Many of the benefits our taxes pay for are for everyone, including ourselves, to use. Roads, street lighting, police forces, public transport, and a thousand more everyday necessities are provided by governments and funded by the direct and indirect taxes we all pay every day.

So why should software and software publishers be different? That’s the question posed by the Free Software Foundation Europe in its Public Money? Public Code! campaign that it’s running right across Europe.

The thought behind the campaign is very simple: if taxpayers pay for software commissioned by governmental bodies, that software should be open for everyone to use.

At a time when public budgets are tight and contracting, public institutions are positively encouraged to share resources, minimize expenditure and not duplicate existing infrastructure.

It seems odd, therefore, that one local authority can commission software from the private sector, for example, but should a neighboring authority want similar services, they too have to spend their citizen’s data to get a similar, if not identical, outcome.

The FSFE’s campaign is pushing for software developed on the taxpayer’s account to be open to all to copy, redistribute and re-use. By procuring software that is released under open-source licenses, all taxpayers benefit.

Logo of the FSFE (Free Software Foundation Europe)

Source: FSFE

Why open code, ask software publishers

Open-sourcing public software projects massively lowers the costs to the taxpayer. Instead of five municipalities each paying for the development of, for example, a smart public transport timetabling platform, it could be commissioned once and then shared. Individual municipalities could, if they wanted, pay a little more for the code to be right-sized for their specific use cases, but essentially, software procurement costs fall for everyone.

Currently, the ethos of resource-sharing and cost consciousness seems to stop at the point of procurement, where multiple public sector bodies all have to pay the private sector piper.

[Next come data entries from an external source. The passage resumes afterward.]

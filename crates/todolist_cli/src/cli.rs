use clap::{Args, Parser, Subcommand};
use std::path::PathBuf;
use todolist_core::{RecordId, StoreBackend};

#[derive(Parser)]
#[command(name = "todolist", about = "Personal todo list backed by a local file", version)]
pub struct Cli {
    #[command(flatten)]
    pub storage: StorageArgs,

    #[command(subcommand)]
    pub command: Commands,
}

#[derive(Args)]
pub struct StorageArgs {
    /// Directory holding the todo store (default: ./.todolist)
    #[arg(long, global = true, env = "TODOLIST_DATA_DIR")]
    pub data_dir: Option<PathBuf>,

    /// Persistence backend: json or sqlite
    #[arg(long, global = true, env = "TODOLIST_BACKEND", default_value = "json")]
    pub backend: StoreBackend,

    /// Store file name inside the data directory
    #[arg(long, global = true)]
    pub file: Option<String>,

    /// Log level: trace, debug, info, warn or error
    #[arg(long, global = true, env = "TODOLIST_LOG_LEVEL")]
    pub log_level: Option<String>,

    /// Directory for rolling log files (default: <data-dir>/logs)
    #[arg(long, global = true)]
    pub log_dir: Option<PathBuf>,
}

#[derive(Subcommand)]
pub enum Commands {
    /// Add a new todo
    Add {
        title: String,

        #[arg(long, default_value = "")]
        body: String,
    },

    /// List todos (unarchived by default)
    List {
        /// Show only archived todos
        #[arg(long, conflicts_with = "all")]
        archived: bool,

        /// Show every todo
        #[arg(long)]
        all: bool,
    },

    /// Print one todo in full
    Show { id: RecordId },

    /// Change title and/or body; clearing both deletes the todo
    Edit {
        id: RecordId,

        #[arg(long)]
        title: Option<String>,

        #[arg(long)]
        body: Option<String>,
    },

    /// Mark a todo as done
    Done {
        id: RecordId,

        /// Mark as not done instead
        #[arg(long)]
        undo: bool,
    },

    /// Move a todo between the main list and the archive
    Archive { id: RecordId },

    /// Delete a todo
    Delete { id: RecordId },

    /// Print a plain-text digest for sharing
    Digest {
        #[arg(long)]
        include_archived: bool,
    },
}
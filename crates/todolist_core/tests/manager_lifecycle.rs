use std::cell::{Cell, RefCell};
use std::fs;
use std::rc::Rc;
use todolist_core::{
    IoFailure, IoOperation, JsonFileStore, Record, StoreError, StoreResult, TodoManager, TodoStore,
};

/// Store whose next load/save outcomes can be scripted by the test.
#[derive(Default)]
struct ScriptedStore {
    contents: RefCell<Vec<Record>>,
    fail_load: Cell<bool>,
    fail_save: Cell<bool>,
    saves: Cell<usize>,
}

impl ScriptedStore {
    fn with_records(records: Vec<Record>) -> Self {
        let store = Self::default();
        *store.contents.borrow_mut() = records;
        store
    }
}

impl TodoStore for ScriptedStore {
    fn name(&self) -> String {
        "scripted".to_string()
    }

    fn load(&self) -> StoreResult<Vec<Record>> {
        if self.fail_load.get() {
            return Err(StoreError::deserialization(self.name(), "garbage bytes"));
        }
        Ok(self.contents.borrow().clone())
    }

    fn save(&self, items: &[Record]) -> StoreResult<()> {
        if self.fail_save.get() {
            return Err(StoreError::io(self.name(), "disk full"));
        }
        self.saves.set(self.saves.get() + 1);
        *self.contents.borrow_mut() = items.to_vec();
        Ok(())
    }
}

struct Counters {
    updated: Rc<Cell<usize>>,
    failures: Rc<RefCell<Vec<IoFailure>>>,
}

fn observe<S: TodoStore>(manager: &mut TodoManager<S>) -> Counters {
    let updated = Rc::new(Cell::new(0));
    let failures = Rc::new(RefCell::new(Vec::new()));
    {
        let updated = Rc::clone(&updated);
        manager.subscribe_updated(move |_| updated.set(updated.get() + 1));
    }
    {
        let failures = Rc::clone(&failures);
        manager.subscribe_io_failed(move |failure| failures.borrow_mut().push(failure.clone()));
    }
    Counters { updated, failures }
}

#[test]
fn sequential_adds_assign_zero_based_distinct_ids() {
    let mut manager = TodoManager::new(ScriptedStore::default());

    let ids: Vec<_> = (0..5)
        .map(|n| manager.add(Record::with_text(format!("todo {n}"), "")).unwrap())
        .collect();

    assert_eq!(ids, vec![0, 1, 2, 3, 4]);
    let stored: Vec<_> = manager.records().iter().map(Record::id).collect();
    assert_eq!(stored, ids);
}

#[test]
fn load_advances_next_id_past_highest_loaded_id() {
    let store = ScriptedStore::with_records(vec![
        Record::from_parts(5, 0, "five", "", false, false),
        Record::from_parts(9, 0, "nine", "", false, false),
        Record::from_parts(2, 0, "two", "", false, false),
    ]);
    let mut manager = TodoManager::new(store);

    manager.load();
    let id = manager.add(Record::with_text("new", ""));

    assert_eq!(id, Some(10));
    assert_eq!(manager.len(), 4);
}

#[test]
fn load_of_largest_possible_id_is_a_failure() {
    let store = ScriptedStore::with_records(vec![
        Record::from_parts(3, 0, "ok", "", false, false),
        Record::from_parts(i64::MAX, 0, "no successor", "", false, false),
    ]);
    let mut manager = TodoManager::new(store);
    let counters = observe(&mut manager);

    manager.load();

    assert!(manager.is_empty());
    assert!(manager.has_failed());
    assert_eq!(manager.next_id(), 0);
    assert_eq!(counters.updated.get(), 0);
    let failures = counters.failures.borrow();
    assert_eq!(failures.len(), 1);
    assert_eq!(failures[0].operation, IoOperation::Load);
}

#[test]
fn add_refuses_once_ids_run_out() {
    let store = ScriptedStore::with_records(vec![Record::from_parts(
        i64::MAX - 1,
        0,
        "last",
        "",
        false,
        false,
    )]);
    let mut manager = TodoManager::new(store);
    manager.load();
    assert_eq!(manager.next_id(), i64::MAX);
    let counters = observe(&mut manager);

    assert_eq!(manager.add(Record::with_text("one more", "")), None);
    assert_eq!(manager.add(Record::with_text("and another", "")), None);

    assert_eq!(manager.len(), 1);
    assert_eq!(manager.next_id(), i64::MAX);
    assert_eq!(counters.updated.get(), 0);
    assert!(!manager.has_failed());
}

#[test]
fn edits_never_produce_duplicate_ids() {
    let mut manager = TodoManager::new(ScriptedStore::default());
    let a = manager.add(Record::with_text("a", "")).unwrap();
    let b = manager.add(Record::with_text("b", "")).unwrap();
    let created = manager.get_by_id(b).unwrap().created();

    {
        let mut record = manager.edit(b).unwrap();
        record.set_title("renamed");
        record.set_body("new body");
        record.set_done(true);
        record.set_archived(true);
        assert_eq!(record.id(), b);
    }
    manager.mark_dirty(b);

    let ids: Vec<_> = manager.records().iter().map(Record::id).collect();
    assert_eq!(ids, vec![a, b]);
    let edited = manager.get_by_id(b).unwrap();
    assert_eq!(edited.title(), "renamed");
    assert_eq!(edited.created(), created);
    assert!(manager.edit(42).is_none());
}

#[test]
fn loading_empty_store_raises_updated_and_no_failure() {
    let dir = tempfile::tempdir().unwrap();
    let mut manager = TodoManager::new(JsonFileStore::in_dir(dir.path()));
    let counters = observe(&mut manager);

    manager.load();

    assert!(manager.is_empty());
    assert_eq!(counters.updated.get(), 1);
    assert!(counters.failures.borrow().is_empty());
    assert!(!manager.has_failed());
}

#[test]
fn save_then_load_in_fresh_manager_restores_collection() {
    let dir = tempfile::tempdir().unwrap();
    let mut first = TodoManager::new(JsonFileStore::in_dir(dir.path()));
    first.add(Record::with_text("A", "alpha"));
    let b = first.add(Record::with_text("B", "beta")).unwrap();
    if let Some(mut record) = first.edit(b) {
        record.set_done(true);
        record.set_archived(true);
    }
    first.mark_dirty(b);
    first.save();

    let mut second = TodoManager::new(JsonFileStore::in_dir(dir.path()));
    second.load();

    assert_eq!(second.records(), first.records());
    assert_eq!(second.next_id(), 2);
}

#[test]
fn corrupt_load_leaves_list_empty_and_fires_single_failure() {
    let dir = tempfile::tempdir().unwrap();
    let store = JsonFileStore::in_dir(dir.path());
    fs::write(store.path(), b"\x00\x01 definitely not json").unwrap();
    let mut manager = TodoManager::new(store);
    let counters = observe(&mut manager);

    manager.load();

    assert!(manager.records().is_empty());
    assert_eq!(counters.updated.get(), 0);
    let failures = counters.failures.borrow();
    assert_eq!(failures.len(), 1);
    assert_eq!(failures[0].operation, IoOperation::Load);
    assert!(manager.has_failed());
}

#[test]
fn failed_load_discards_previously_loaded_records() {
    let store = ScriptedStore::with_records(vec![Record::from_parts(0, 0, "a", "", false, false)]);
    let mut manager = TodoManager::new(store);
    manager.load();
    assert_eq!(manager.len(), 1);

    manager.store().fail_load.set(true);
    manager.load();

    assert!(manager.is_empty());
}

#[test]
fn failed_save_keeps_in_memory_list_and_sets_sticky_flag() {
    let mut manager = TodoManager::new(ScriptedStore::default());
    let counters = observe(&mut manager);
    manager.add(Record::with_text("keep me", ""));
    let before = manager.records().to_vec();

    manager.store().fail_save.set(true);
    manager.save();

    assert_eq!(manager.records(), before.as_slice());
    assert!(manager.has_failed());
    assert_eq!(counters.failures.borrow().len(), 1);
    assert_eq!(counters.failures.borrow()[0].operation, IoOperation::Save);
    assert!(counters.failures.borrow()[0].message.contains("disk full"));

    // The flag is informational: a retry after the medium recovers succeeds.
    manager.store().fail_save.set(false);
    manager.save();
    assert_eq!(manager.store().saves.get(), 1);
    assert_eq!(*manager.store().contents.borrow(), before);
    assert!(manager.has_failed());
}

#[test]
fn remove_by_missing_id_changes_nothing_but_still_notifies_once() {
    let mut manager = TodoManager::new(ScriptedStore::default());
    manager.add(Record::with_text("only", ""));
    let counters = observe(&mut manager);
    let before = manager.records().to_vec();

    let removed = manager.remove_by_id(42);

    assert!(!removed);
    assert_eq!(manager.records(), before.as_slice());
    assert_eq!(counters.updated.get(), 1);
}

// Removal notifies unconditionally, even when nothing matched; callers that
// want "notify only on change" must check the returned flag themselves.
#[test]
fn remove_by_value_notifies_unconditionally() {
    let mut manager = TodoManager::new(ScriptedStore::default());
    let id = manager.add(Record::with_text("x", "")).unwrap();
    let counters = observe(&mut manager);
    let snapshot = manager.get_by_id(id).cloned().unwrap();

    assert!(manager.remove(&snapshot));
    assert!(!manager.remove(&snapshot));

    assert!(manager.is_empty());
    assert_eq!(counters.updated.get(), 2);
}

#[test]
fn remove_by_id_removes_only_first_match() {
    let store = ScriptedStore::with_records(vec![
        Record::from_parts(1, 0, "first", "", false, false),
        Record::from_parts(1, 0, "duplicate", "", false, false),
    ]);
    let mut manager = TodoManager::new(store);
    manager.load();

    assert!(manager.remove_by_id(1));
    assert_eq!(manager.len(), 1);
    assert_eq!(manager.records()[0].title(), "duplicate");
}

#[test]
fn mark_dirty_only_notifies() {
    let mut manager = TodoManager::new(ScriptedStore::default());
    let id = manager.add(Record::with_text("t", "b")).unwrap();
    let before = manager.records().to_vec();
    let counters = observe(&mut manager);

    manager.mark_dirty(id);

    assert_eq!(manager.records(), before.as_slice());
    assert_eq!(counters.updated.get(), 1);
    assert_eq!(manager.store().saves.get(), 0);
}

#[test]
fn get_by_id_absent_is_none() {
    let manager = TodoManager::new(ScriptedStore::default());
    assert!(manager.get_by_id(0).is_none());
}

#[test]
fn listeners_fire_in_order_allow_duplicates_and_unsubscribe() {
    let mut manager = TodoManager::new(ScriptedStore::default());
    let log = Rc::new(RefCell::new(Vec::new()));

    let make = |tag: &'static str| {
        let log = Rc::clone(&log);
        move |records: &[Record]| log.borrow_mut().push((tag, records.len()))
    };
    let first = manager.subscribe_updated(make("first"));
    manager.subscribe_updated(make("second"));
    manager.subscribe_updated(make("first"));

    manager.add(Record::new());
    assert_eq!(
        *log.borrow(),
        vec![("first", 1), ("second", 1), ("first", 1)]
    );

    log.borrow_mut().clear();
    assert!(manager.unsubscribe(first));
    manager.add(Record::new());
    assert_eq!(*log.borrow(), vec![("second", 2), ("first", 2)]);
}

#[test]
fn updated_listener_sees_list_after_change() {
    let mut manager = TodoManager::new(ScriptedStore::default());
    let seen = Rc::new(RefCell::new(Vec::new()));
    {
        let seen = Rc::clone(&seen);
        manager.subscribe_updated(move |records| {
            *seen.borrow_mut() = records.iter().map(|r| r.title().to_string()).collect();
        });
    }

    manager.add(Record::with_text("a", ""));
    let b = manager.add(Record::with_text("b", "")).unwrap();
    manager.remove_by_id(b);

    assert_eq!(*seen.borrow(), vec!["a".to_string()]);
}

In the public sector’s IT space, many look to the cloud to operate more efficient and cost-conscious services to the citizen. SaaS provisions from software publishers, it is said, provides ready-made solutions to many of the needs of the public sector. Using these services is cheaper than developing from scratch and cheaper than paying in-house developers and hardware costs for on-premise solutions. But taxpayers’ money ends up paying large private sector companies multiple times. The cloud may offer some savings over legacy solutions, but such savings are pitiful compared to those available if the FSFE’s campaign were to gain more traction.

The arguments against open-source in this context tend to focus on job creation and the positive financial effects of the public sector commissioning software that delivers services. However, there are no local positives for a local government or town council: money flows to large municipalities where the big tech companies have offices, or worse, overseas.

Free Software Foundation illustrating its Public Money, Public Code! campaign

Source: FSFE via Mastodon.

Civil society organizations, developers, technologists, and activists across the continent have signed an Open Letter to attempt to convince local and national lawmakers of the savings and benefits of public code. As is often the case with FOSS and technology above a certain level, the FSFE’s role is partly educative in this campaign. It’s easy to equate something “free” with something of no value.

Defining open-source

But “free” in this context, and the FSFE’s title, refers to “free” as in “freedom to see, redistribute, copy and improve.” Once that distinction is made, the economic arguments for Public Money? Public Code! are unassailable.

The public sector is one of the big purchasers of IT and software today from hardware vendors and software publishers, with up to 27% of software companies’ revenue coming from the sector. That type of financial weight can change practices locally and nationally, delivering huge savings for citizens who, like their governments at all levels, are experiencing tough economic times.

This campaign makes sense to any technologist aware of the transformative nature of open-source software. It must make sense to accountants in your local city hall, too.